#### RECORDS TO USE ####

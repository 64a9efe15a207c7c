use ndarray::Array2;
use num_complex::Complex;
use rustfft::{Fft, FftPlanner};

/// Copy a real array into the top-left corner of a zero-filled complex
/// array of shape `(ph, pw)`.
pub(super) fn zero_pad(data: &Array2<f64>, ph: usize, pw: usize) -> Array2<Complex<f64>> {
    let (h, w) = data.dim();
    let mut padded = Array2::<Complex<f64>>::zeros((ph, pw));
    for row in 0..h {
        for col in 0..w {
            padded[[row, col]] = Complex::new(data[[row, col]], 0.0);
        }
    }
    padded
}

/// In-place forward 2D FFT: row-wise, then column-wise.
pub(super) fn fft2d(planner: &mut FftPlanner<f64>, data: &mut Array2<Complex<f64>>) {
    let (h, w) = data.dim();
    let fft_row = planner.plan_fft_forward(w);
    let fft_col = planner.plan_fft_forward(h);
    process_rows(data, fft_row.as_ref());
    process_cols(data, fft_col.as_ref());
}

/// Inverse 2D FFT, returning the normalized real part.
pub(super) fn ifft2d_real(
    planner: &mut FftPlanner<f64>,
    mut data: Array2<Complex<f64>>,
) -> Array2<f64> {
    let (h, w) = data.dim();
    let ifft_row = planner.plan_fft_inverse(w);
    let ifft_col = planner.plan_fft_inverse(h);
    process_cols(&mut data, ifft_col.as_ref());
    process_rows(&mut data, ifft_row.as_ref());

    let scale = 1.0 / (h * w) as f64;
    data.mapv(|c| c.re * scale)
}

fn process_rows(data: &mut Array2<Complex<f64>>, fft: &dyn Fft<f64>) {
    let (h, w) = data.dim();
    let mut buf = vec![Complex::new(0.0, 0.0); w];
    for row in 0..h {
        for col in 0..w {
            buf[col] = data[[row, col]];
        }
        fft.process(&mut buf);
        for col in 0..w {
            data[[row, col]] = buf[col];
        }
    }
}

fn process_cols(data: &mut Array2<Complex<f64>>, fft: &dyn Fft<f64>) {
    let (h, w) = data.dim();
    let mut buf = vec![Complex::new(0.0, 0.0); h];
    for col in 0..w {
        for row in 0..h {
            buf[row] = data[[row, col]];
        }
        fft.process(&mut buf);
        for row in 0..h {
            data[[row, col]] = buf[row];
        }
    }
}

####

### INSTRUCTIONS TO FOLLOW
All of the data above should be reproduced exactly.

### WRITTEN REPLY
repository 64a9efe15a207c7c
use ndarray::Array2;
use num_complex::Complex;
use rustfft::{Fft, FftPlanner};

/// Copy a real array into the top-left corner of a zero-filled complex
/// array of shape `(ph, pw)`.
pub(super) fn zero_pad(data: &Array2<f64>, ph: usize, pw: usize) -> Array2<Complex<f64>> {
    let (h, w) = data.dim();
    let mut padded = Array2::<Complex<f64>>::zeros((ph, pw));
    for row in 0..h {
        for col in 0..w {
            padded[[row, col]] = Complex::new(data[[row, col]], 0.0);
        }
    }
    padded
}

/// In-place forward 2D FFT: row-wise, then column-wise.
pub(super) fn fft2d(planner: &mut FftPlanner<f64>, data: &mut Array2<Complex<f64>>) {
    let (h, w) = data.dim();
    let fft_row = planner.plan_fft_forward(w);
    let fft_col = planner.plan_fft_forward(h);
    process_rows(data, fft_row.as_ref());
    process_cols(data, fft_col.as_ref());
}

/// Inverse 2D FFT, returning the normalized real part.
pub(super) fn ifft2d_real(
    planner: &mut FftPlanner<f64>,
    mut data: Array2<Complex<f64>>,
) -> Array2<f64> {
    let (h, w) = data.dim();
    let ifft_row = planner.plan_fft_inverse(w);
    let ifft_col = planner.plan_fft_inverse(h);
    process_cols(&mut data, ifft_col.as_ref());
    process_rows(&mut data, ifft_row.as_ref());

    let scale = 1.0 / (h * w) as f64;
    data.mapv(|c| c.re * scale)
}

fn process_rows(data: &mut Array2<Complex<f64>>, fft: &dyn Fft<f64>) {
    let (h, w) = data.dim();
    let mut buf = vec![Complex::new(0.0, 0.0); w];
    for row in 0..h {
        for col in 0..w {
            buf[col] = data[[row, col]];
        }
        fft.process(&mut buf);
        for col in 0..w {
            data[[row, col]] = buf[col];
        }
    }
}

fn process_cols(data: &mut Array2<Complex<f64>>, fft: &dyn Fft<f64>) {
    let (h, w) = data.dim();
    let mut buf = vec![Complex::new(0.0, 0.0); h];
    for col in 0..w {
        for row in 0..h {
            buf[row] = data[[row, col]];
        }
        fft.process(&mut buf);
        for row in 0..h {
            data[[row, col]] = buf[row];
        }
    }
}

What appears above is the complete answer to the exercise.